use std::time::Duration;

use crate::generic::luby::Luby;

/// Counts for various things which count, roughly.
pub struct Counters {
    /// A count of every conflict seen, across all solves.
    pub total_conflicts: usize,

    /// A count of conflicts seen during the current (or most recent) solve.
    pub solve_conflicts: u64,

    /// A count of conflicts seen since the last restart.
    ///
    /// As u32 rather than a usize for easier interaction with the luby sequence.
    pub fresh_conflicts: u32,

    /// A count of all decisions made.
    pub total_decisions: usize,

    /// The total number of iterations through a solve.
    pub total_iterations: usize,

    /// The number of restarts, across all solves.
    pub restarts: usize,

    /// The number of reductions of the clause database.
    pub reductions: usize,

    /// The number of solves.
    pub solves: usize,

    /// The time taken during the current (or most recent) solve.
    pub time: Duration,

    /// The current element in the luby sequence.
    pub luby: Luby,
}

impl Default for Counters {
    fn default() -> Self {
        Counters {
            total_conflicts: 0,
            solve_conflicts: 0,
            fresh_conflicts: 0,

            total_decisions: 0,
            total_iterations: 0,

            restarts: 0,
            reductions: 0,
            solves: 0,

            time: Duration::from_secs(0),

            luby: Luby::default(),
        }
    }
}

⁂

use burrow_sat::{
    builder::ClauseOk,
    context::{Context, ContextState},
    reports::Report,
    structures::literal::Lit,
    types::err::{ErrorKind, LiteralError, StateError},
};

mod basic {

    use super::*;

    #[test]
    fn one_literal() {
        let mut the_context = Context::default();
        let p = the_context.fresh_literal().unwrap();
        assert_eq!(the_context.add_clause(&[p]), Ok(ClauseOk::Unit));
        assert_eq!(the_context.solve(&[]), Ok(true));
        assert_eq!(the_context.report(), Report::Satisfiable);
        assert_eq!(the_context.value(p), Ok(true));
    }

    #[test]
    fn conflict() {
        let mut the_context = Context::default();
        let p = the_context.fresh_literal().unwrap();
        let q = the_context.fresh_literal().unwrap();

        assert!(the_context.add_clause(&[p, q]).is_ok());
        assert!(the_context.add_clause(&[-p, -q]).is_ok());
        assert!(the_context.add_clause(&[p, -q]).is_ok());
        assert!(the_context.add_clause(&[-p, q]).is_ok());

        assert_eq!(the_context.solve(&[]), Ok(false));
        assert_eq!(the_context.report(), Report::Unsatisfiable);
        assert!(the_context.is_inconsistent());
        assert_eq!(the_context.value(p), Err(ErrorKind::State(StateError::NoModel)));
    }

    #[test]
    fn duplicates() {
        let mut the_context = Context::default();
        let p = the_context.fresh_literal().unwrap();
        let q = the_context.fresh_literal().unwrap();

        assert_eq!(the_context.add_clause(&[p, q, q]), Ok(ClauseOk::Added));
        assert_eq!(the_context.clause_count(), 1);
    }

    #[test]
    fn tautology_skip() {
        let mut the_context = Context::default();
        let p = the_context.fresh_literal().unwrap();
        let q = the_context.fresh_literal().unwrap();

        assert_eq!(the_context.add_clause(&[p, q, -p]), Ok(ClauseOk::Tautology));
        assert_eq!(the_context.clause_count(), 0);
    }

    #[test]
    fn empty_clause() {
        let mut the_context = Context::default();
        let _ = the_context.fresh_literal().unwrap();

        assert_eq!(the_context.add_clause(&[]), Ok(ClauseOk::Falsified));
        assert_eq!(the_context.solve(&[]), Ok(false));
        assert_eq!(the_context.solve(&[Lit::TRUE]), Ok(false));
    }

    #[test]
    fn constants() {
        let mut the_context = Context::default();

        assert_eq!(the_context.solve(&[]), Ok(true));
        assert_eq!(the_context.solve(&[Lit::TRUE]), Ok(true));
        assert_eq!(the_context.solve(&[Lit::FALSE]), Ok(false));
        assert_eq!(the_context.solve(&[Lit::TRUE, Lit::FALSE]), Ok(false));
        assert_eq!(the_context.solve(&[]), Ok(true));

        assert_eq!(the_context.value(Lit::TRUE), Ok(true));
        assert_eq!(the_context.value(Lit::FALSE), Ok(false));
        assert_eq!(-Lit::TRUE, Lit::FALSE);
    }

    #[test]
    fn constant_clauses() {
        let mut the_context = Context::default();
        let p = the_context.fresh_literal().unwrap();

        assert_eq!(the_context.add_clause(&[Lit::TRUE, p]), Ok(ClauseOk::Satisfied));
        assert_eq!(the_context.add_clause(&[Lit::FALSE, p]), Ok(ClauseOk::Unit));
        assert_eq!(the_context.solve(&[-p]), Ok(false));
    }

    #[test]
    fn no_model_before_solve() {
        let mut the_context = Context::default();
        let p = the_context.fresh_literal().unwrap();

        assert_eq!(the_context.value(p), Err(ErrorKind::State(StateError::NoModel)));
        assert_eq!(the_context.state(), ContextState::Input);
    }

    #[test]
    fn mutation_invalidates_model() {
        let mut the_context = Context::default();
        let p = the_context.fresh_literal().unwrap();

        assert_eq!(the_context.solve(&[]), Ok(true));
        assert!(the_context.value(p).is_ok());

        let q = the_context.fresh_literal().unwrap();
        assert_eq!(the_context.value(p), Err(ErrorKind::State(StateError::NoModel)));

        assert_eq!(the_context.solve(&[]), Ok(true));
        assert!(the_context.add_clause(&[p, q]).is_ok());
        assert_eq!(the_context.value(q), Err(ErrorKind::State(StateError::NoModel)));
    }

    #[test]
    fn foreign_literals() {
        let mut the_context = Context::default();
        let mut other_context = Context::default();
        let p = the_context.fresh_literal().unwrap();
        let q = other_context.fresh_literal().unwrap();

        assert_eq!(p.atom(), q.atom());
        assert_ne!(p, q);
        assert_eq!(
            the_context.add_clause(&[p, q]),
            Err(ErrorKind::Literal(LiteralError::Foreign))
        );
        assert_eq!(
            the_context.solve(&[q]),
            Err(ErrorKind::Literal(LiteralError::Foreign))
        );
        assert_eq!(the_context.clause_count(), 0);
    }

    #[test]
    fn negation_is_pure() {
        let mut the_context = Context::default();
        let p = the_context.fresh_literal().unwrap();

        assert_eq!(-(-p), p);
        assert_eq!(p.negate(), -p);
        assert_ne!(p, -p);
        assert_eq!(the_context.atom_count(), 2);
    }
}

⁂

Instructions to follow =
Once you reach the line with "use std::time::Duration;" in the data above, copy it and every line after it exactly, up to and including the line with "number of solves.".

Solution to the exercise =
use std::time::Duration;

use crate::generic::luby::Luby;

/// Counts for various things which count, roughly.
pub struct Counters {
    /// A count of every conflict seen, across all solves.
    pub total_conflicts: usize,

    /// A count of conflicts seen during the current (or most recent) solve.
    pub solve_conflicts: u64,

    /// A count of conflicts seen since the last restart.
    ///
    /// As u32 rather than a usize for easier interaction with the luby sequence.
    pub fresh_conflicts: u32,

    /// A count of all decisions made.
    pub total_decisions: usize,

    /// The total number of iterations through a solve.
    pub total_iterations: usize,

    /// The number of restarts, across all solves.
    pub restarts: usize,

    /// The number of reductions of the clause database.
    pub reductions: usize,

    /// The number of solves.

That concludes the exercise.